• _Task statement_
Restate every record exactly, with nothing skipped.

• _Data for analysis_
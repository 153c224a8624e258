//! In-memory transport for tests

use std::sync::atomic::{AtomicUsize, Ordering};
use std::sync::Mutex;

use async_trait::async_trait;
use bytes::Bytes;
use futures::stream::{self, StreamExt};

use crate::ai::client::{ByteStream, ChatTransport};
use crate::error::{ChatError, ChatResult};

/// What the fake backend does when called
#[derive(Debug, Clone)]
pub enum Script {
    /// Return these chunks, then end the body
    Chunks(Vec<&'static str>),
    /// Fail with this HTTP status
    Status(u16),
    /// Return these chunks, then break the connection
    BrokenAfter(Vec<&'static str>),
    /// Return these chunks, then never send anything again
    Hang(Vec<&'static str>),
    /// Accept the request but never answer with headers
    HangBeforeHeaders,
}

pub struct ScriptedTransport {
    script: Script,
    calls: AtomicUsize,
    sent: Mutex<Vec<String>>,
}

impl ScriptedTransport {
    pub fn new(script: Script) -> Self {
        Self {
            script,
            calls: AtomicUsize::new(0),
            sent: Mutex::new(Vec::new()),
        }
    }

    pub fn calls(&self) -> usize {
        self.calls.load(Ordering::SeqCst)
    }

    pub fn sent(&self) -> Vec<String> {
        self.sent.lock().unwrap().clone()
    }
}

fn chunks(parts: &[&'static str]) -> impl futures::Stream<Item = ChatResult<Bytes>> + Send {
    stream::iter(
        parts
            .iter()
            .map(|p| Ok(Bytes::from_static(p.as_bytes())))
            .collect::<Vec<_>>(),
    )
}

#[async_trait]
impl ChatTransport for ScriptedTransport {
    async fn send(&self, message: &str) -> ChatResult<ByteStream> {
        self.calls.fetch_add(1, Ordering::SeqCst);
        self.sent.lock().unwrap().push(message.to_string());

        match &self.script {
            Script::Chunks(parts) => Ok(Box::pin(chunks(parts))),
            Script::Status(status) => Err(ChatError::Status {
                status: *status,
                body: "scripted failure".to_string(),
            }),
            Script::BrokenAfter(parts) => Ok(Box::pin(chunks(parts).chain(stream::once(
                async { Err(ChatError::Stream("connection reset".to_string())) },
            )))),
            Script::Hang(parts) => Ok(Box::pin(chunks(parts).chain(stream::pending()))),
            Script::HangBeforeHeaders => futures::future::pending().await,
        }
    }
}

• _Exercise answer_
repository 153c224a8624e258
//! In-memory transport for tests

use std::sync::atomic::{AtomicUsize, Ordering};
use std::sync::Mutex;

use async_trait::async_trait;
use bytes::Bytes;
use futures::stream::{self, StreamExt};

use crate::ai::client::{ByteStream, ChatTransport};
use crate::error::{ChatError, ChatResult};

/// What the fake backend does when called
#[derive(Debug, Clone)]
pub enum Script {
    /// Return these chunks, then end the body
    Chunks(Vec<&'static str>),
    /// Fail with this HTTP status
    Status(u16),
    /// Return these chunks, then break the connection
    BrokenAfter(Vec<&'static str>),
    /// Return these chunks, then never send anything again
    Hang(Vec<&'static str>),
    /// Accept the request but never answer with headers
    HangBeforeHeaders,
}

pub struct ScriptedTransport {
    script: Script,
    calls: AtomicUsize,
    sent: Mutex<Vec<String>>,
}

impl ScriptedTransport {
    pub fn new(script: Script) -> Self {
        Self {
            script,
            calls: AtomicUsize::new(0),
            sent: Mutex::new(Vec::new()),
        }
    }

    pub fn calls(&self) -> usize {
        self.calls.load(Ordering::SeqCst)
    }

    pub fn sent(&self) -> Vec<String> {
        self.sent.lock().unwrap().clone()
    }
}

fn chunks(parts: &[&'static str]) -> impl futures::Stream<Item = ChatResult<Bytes>> + Send {
    stream::iter(
        parts
            .iter()
            .map(|p| Ok(Bytes::from_static(p.as_bytes())))
            .collect::<Vec<_>>(),
    )
}

#[async_trait]
impl ChatTransport for ScriptedTransport {
    async fn send(&self, message: &str) -> ChatResult<ByteStream> {
        self.calls.fetch_add(1, Ordering::SeqCst);
        self.sent.lock().unwrap().push(message.to_string());

        match &self.script {
            Script::Chunks(parts) => Ok(Box::pin(chunks(parts))),
            Script::Status(status) => Err(ChatError::Status {
                status: *status,
                body: "scripted failure".to_string(),
            }),
            Script::BrokenAfter(parts) => Ok(Box::pin(chunks(parts).chain(stream::once(
                async { Err(ChatError::Stream("connection reset".to_string())) },
            )))),
            Script::Hang(parts) => Ok(Box::pin(chunks(parts).chain(stream::pending()))),
            Script::HangBeforeHeaders => futures::future::pending().await,
        }
    }
}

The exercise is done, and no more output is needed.